● **Dataset extract**:
//! Bodies exchanged with the calculation service besides the request and
//! the estimate themselves.

use serde::{Deserialize, Serialize};

use crate::biometrics::{ActivityLevel, ValidationError};

#[derive(Clone, Copy, Debug, PartialEq, Eq, Serialize, Deserialize)]
#[serde(rename_all = "camelCase")]
pub enum ErrorKind {
    InvalidInput,
    InvalidActivityLevel,
}

#[derive(Clone, Debug, PartialEq, Serialize, Deserialize)]
pub struct ErrorResponse {
    pub error: ErrorKind,
    pub message: String,
}

impl From<&ValidationError> for ErrorResponse {
    fn from(error: &ValidationError) -> Self {
        let kind = match error {
            ValidationError::InvalidInput(_) => ErrorKind::InvalidInput,
            ValidationError::InvalidActivityLevel(_) => ErrorKind::InvalidActivityLevel,
        };
        Self {
            error: kind,
            message: error.to_string(),
        }
    }
}

#[derive(Clone, Debug, PartialEq, Serialize, Deserialize)]
#[serde(rename_all = "camelCase")]
pub struct ActivityLevelInfo {
    pub label: String,
    pub activity_factor: f64,
}

impl From<ActivityLevel> for ActivityLevelInfo {
    fn from(level: ActivityLevel) -> Self {
        Self {
            label: level.label().to_owned(),
            activity_factor: level.factor(),
        }
    }
}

● **What is needed**: Pull out every line in the data above that has the word "ErrorKind".

● **Result for this task**:
pub enum ErrorKind {
    pub error: ErrorKind,
            ValidationError::InvalidInput(_) => ErrorKind::InvalidInput,
            ValidationError::InvalidActivityLevel(_) => ErrorKind::InvalidActivityLevel,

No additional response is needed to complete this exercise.